Below are some records. Print exactly the lines between the one holding "Self::default()" and the one holding "pub(crate) fn stream_url(&self, model: &str)", inclusive, and nothing else.
(Source material Opens)
//! Gemini transport configuration

use std::time::Duration;

/// Default API base URL
pub const DEFAULT_BASE_URL: &str = "https://generativelanguage.googleapis.com/v1beta";

/// Default model for streamed chat turns
pub const DEFAULT_CHAT_MODEL: &str = "gemini-2.5-flash";

/// Default model for image generation and editing
pub const DEFAULT_IMAGE_MODEL: &str = "gemini-2.5-flash-image";

/// Gemini transport configuration.
///
/// Holds no credential: the key is resolved per call by the caller.
#[derive(Debug, Clone)]
pub struct GeminiConfig {
    /// Base URL
    pub base_url: String,
    /// Request timeout
    pub timeout: Duration,
}

impl Default for GeminiConfig {
    fn default() -> Self {
        Self {
            base_url: DEFAULT_BASE_URL.to_string(),
            timeout: Duration::from_secs(60),
        }
    }
}

impl GeminiConfig {
    /// Create a configuration with default endpoint and timeout
    #[must_use]
    pub fn new() -> Self {
        Self::default()
    }

    /// Set the base URL
    #[must_use]
    pub fn with_base_url(mut self, url: impl Into<String>) -> Self {
        self.base_url = url.into().trim_end_matches('/').to_string();
        self
    }

    /// Set the timeout
    #[must_use]
    pub fn with_timeout(mut self, timeout: Duration) -> Self {
        self.timeout = timeout;
        self
    }

    pub(crate) fn stream_url(&self, model: &str) -> String {
        format!(
            "{}/models/{}:streamGenerateContent?alt=sse",
            self.base_url, model
        )
    }

    pub(crate) fn generate_url(&self, model: &str) -> String {
        format!("{}/models/{}:generateContent", self.base_url, model)
    }

    pub(crate) fn timeout_ms(&self) -> u64 {
        u64::try_from(self.timeout.as_millis()).unwrap_or(u64::MAX)
    }
}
(Source material Closes)
**Answer to this exercise**
        Self::default()
    }

    /// Set the base URL
    #[must_use]
    pub fn with_base_url(mut self, url: impl Into<String>) -> Self {
        self.base_url = url.into().trim_end_matches('/').to_string();
        self
    }

    /// Set the timeout
    #[must_use]
    pub fn with_timeout(mut self, timeout: Duration) -> Self {
        self.timeout = timeout;
        self
    }

    pub(crate) fn stream_url(&self, model: &str) -> String {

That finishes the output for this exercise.